Nurture and nature connect in the eternal circle of life
“Chapter 3: The Connectivity of Life” depicts the timeless life cycle, a symbiotic transition from childhood to adulthood, culminating in the cultivation of the next generation.
Known for his 3D mixed-media pieces incorporating gold leaf, washi paper, and sumi ink, Yasuhisa Yamamoto’s work is a poignant antithesis against material culture, envisioning a richer world wherein humanity co-exists with wildlife and nature. He presents a utopian worldview, an idealized paradise we can only hope to reach with time.
Similarly, Masanori Kihara creates vividly colorful, ethereal worlds where man melds with nature in a rhythmical cornucopia of life.

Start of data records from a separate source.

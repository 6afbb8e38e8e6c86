//! Job Queue & Worker Pool (spec §4.5), grounded on the teacher's
//! `bpmn_integration::pending_dispatch_worker` module.

pub mod handlers;
pub mod queue;
pub mod worker;

pub use handlers::JobContext;
pub use queue::{JobQueue, JobQueueReceivers, QueueFull};
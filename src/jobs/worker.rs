//! Worker pool (spec §4.5). A fixed number of workers per topic drain their
//! channel with a bounded poll so each worker periodically checks the
//! shutdown signal even while idle — the same `tokio::select!` against a
//! `watch::Receiver<bool>` the teacher uses in `PendingDispatchWorker::run`.
//! Each job handler runs under a fixed timeout; a handler that hangs is
//! logged and abandoned rather than allowed to wedge the worker.

use std::sync::Arc;
use std::time::Duration;

use tokio::sync::{watch, Mutex};
use uuid::Uuid;

use crate::models::{DatabaseSyncJob, DatabaseSyncJobType, WaitlistEntryJob};

use super::handlers::{self, JobContext};
use super::queue::JobQueueReceivers;

const POLL_INTERVAL: Duration = Duration::from_secs(2);
const JOB_TIMEOUT: Duration = Duration::from_secs(30);

/// `waitlist_process` is specified as self-retrying on transient failure
/// (spec §4.5), unlike `database_sync`/`waitlist_entry`. A dropped seat
/// with no pending promotion would otherwise sit unpromoted until the next
/// unrelated drop on the same section.
fn requeue_waitlist_process(ctx: &JobContext, section_id: Uuid) {
    if ctx.queue.enqueue_waitlist_process(section_id).is_err() {
        tracing::error!(
            section_id = %section_id,
            "waitlist_process retry enqueue failed, queue full"
        );
    }
}

/// Spawns `workers_per_topic` workers for each of the three job topics and
/// returns immediately; the returned `JoinHandle`s resolve once every worker
/// observes the shutdown signal and drains its in-flight handler.
pub fn spawn(
    ctx: Arc<JobContext>,
    receivers: JobQueueReceivers,
    workers_per_topic: usize,
    shutdown_rx: watch::Receiver<bool>,
) -> Vec<tokio::task::JoinHandle<()>> {
    let mut handles = Vec::with_capacity(workers_per_topic * 3);

    let db_sync_rx = Arc::new(Mutex::new(receivers.db_sync_rx));
    let waitlist_process_rx = Arc::new(Mutex::new(receivers.waitlist_process_rx));
    let waitlist_entry_rx = Arc::new(Mutex::new(receivers.waitlist_entry_rx));

    for worker_id in 0..workers_per_topic {
        handles.push(tokio::spawn(run_db_sync_worker(
            worker_id,
            ctx.clone(),
            db_sync_rx.clone(),
            shutdown_rx.clone(),
        )));
        handles.push(tokio::spawn(run_waitlist_process_worker(
            worker_id,
            ctx.clone(),
            waitlist_process_rx.clone(),
            shutdown_rx.clone(),
        )));
        handles.push(tokio::spawn(run_waitlist_entry_worker(
            worker_id,
            ctx.clone(),
            waitlist_entry_rx.clone(),
            shutdown_rx.clone(),
        )));
    }

    handles
}

async fn run_db_sync_worker(
    worker_id: usize,
    ctx: Arc<JobContext>,
    rx: Arc<Mutex<tokio::sync::mpsc::Receiver<DatabaseSyncJob>>>,
    mut shutdown_rx: watch::Receiver<bool>,
) {
    tracing::info!(worker_id, topic = "db_sync", "worker started");
    loop {
        if *shutdown_rx.borrow() {
            break;
        }

        let job = {
            let mut guard = rx.lock().await;
            tokio::select! {
                job = tokio::time::timeout(POLL_INTERVAL, guard.recv()) => job.ok().flatten(),
                _ = shutdown_rx.changed() => None,
            }
        };

        let Some(job) = job else {
            if *shutdown_rx.borrow() {
                break;
            }
            continue;
        };

        let result = tokio::time::timeout(JOB_TIMEOUT, async {
            match job.job_type {
                DatabaseSyncJobType::CreateRegistration => {
                    handlers::create_registration(&ctx, &job).await
                }
                DatabaseSyncJobType::DropRegistration => {
                    handlers::drop_registration(&ctx, &job).await
                }
                DatabaseSyncJobType::UpdateSeats => handlers::update_seats(&ctx, &job).await,
            }
        })
        .await;

        match result {
            Ok(Ok(())) => {}
            Ok(Err(e)) => tracing::error!(
                worker_id,
                topic = "db_sync",
                job_type = ?job.job_type,
                section_id = %job.section_id,
                error = %e,
                "job handler failed"
            ),
            Err(_) => tracing::error!(
                worker_id,
                topic = "db_sync",
                job_type = ?job.job_type,
                section_id = %job.section_id,
                "job handler timed out"
            ),
        }
    }
    tracing::info!(worker_id, topic = "db_sync", "worker stopped");
}

async fn run_waitlist_process_worker(
    worker_id: usize,
    ctx: Arc<JobContext>,
    rx: Arc<Mutex<tokio::sync::mpsc::Receiver<Uuid>>>,
    mut shutdown_rx: watch::Receiver<bool>,
) {
    tracing::info!(worker_id, topic = "waitlist_process", "worker started");
    loop {
        if *shutdown_rx.borrow() {
            break;
        }

        let section_id = {
            let mut guard = rx.lock().await;
            tokio::select! {
                job = tokio::time::timeout(POLL_INTERVAL, guard.recv()) => job.ok().flatten(),
                _ = shutdown_rx.changed() => None,
            }
        };

        let Some(section_id) = section_id else {
            if *shutdown_rx.borrow() {
                break;
            }
            continue;
        };

        match tokio::time::timeout(JOB_TIMEOUT, handlers::waitlist_process(&ctx, section_id)).await
        {
            Ok(Ok(())) => {}
            Ok(Err(e)) => {
                tracing::error!(
                    worker_id,
                    topic = "waitlist_process",
                    section_id = %section_id,
                    error = %e,
                    "job handler failed, re-enqueuing for retry"
                );
                requeue_waitlist_process(&ctx, section_id);
            }
            Err(_) => {
                tracing::error!(
                    worker_id,
                    topic = "waitlist_process",
                    section_id = %section_id,
                    "job handler timed out, re-enqueuing for retry"
                );
                requeue_waitlist_process(&ctx, section_id);
            }
        }
    }
    tracing::info!(worker_id, topic = "waitlist_process", "worker stopped");
}

async fn run_waitlist_entry_worker(
    worker_id: usize,
    ctx: Arc<JobContext>,
    rx: Arc<Mutex<tokio::sync::mpsc::Receiver<WaitlistEntryJob>>>,
    mut shutdown_rx: watch::Receiver<bool>,
) {
    tracing::info!(worker_id, topic = "waitlist_entry", "worker started");
    loop {
        if *shutdown_rx.borrow() {
            break;
        }

        let job = {
            let mut guard = rx.lock().await;
            tokio::select! {
                job = tokio::time::timeout(POLL_INTERVAL, guard.recv()) => job.ok().flatten(),
                _ = shutdown_rx.changed() => None,
            }
        };

        let Some(job) = job else {
            if *shutdown_rx.borrow() {
                break;
            }
            continue;
        };

        match tokio::time::timeout(JOB_TIMEOUT, handlers::waitlist_entry(&ctx, &job)).await {
            Ok(Ok(())) => {}
            Ok(Err(e)) => tracing::error!(
                worker_id,
                topic = "waitlist_entry",
                section_id = %job.section_id,
                error = %e,
                "job handler failed"
            ),
            Err(_) => tracing::error!(
                worker_id,
                topic = "waitlist_entry",
                section_id = %job.section_id,
                "job handler timed out"
            ),
        }
    }
    tracing::info!(worker_id, topic = "waitlist_entry", "worker stopped");
}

His work is perhaps a pictorial representation of the very wellspring of life.
From childhood to adulthood and beyond, life is a never-ending cycle of renewal and progression toward the next generation. “Artists Look at Children” is a veritable tableau vivant, an abundant exhibition encapsulating the full spectrum of life.
Text/Photos:Naoko Tsunoda (Fillmore East Co., Ltd.) Artwork images provided courtesy of the Tokyo Metropolitan Art Museum
Ueno Artist Project 2019: “Artists Look at Children”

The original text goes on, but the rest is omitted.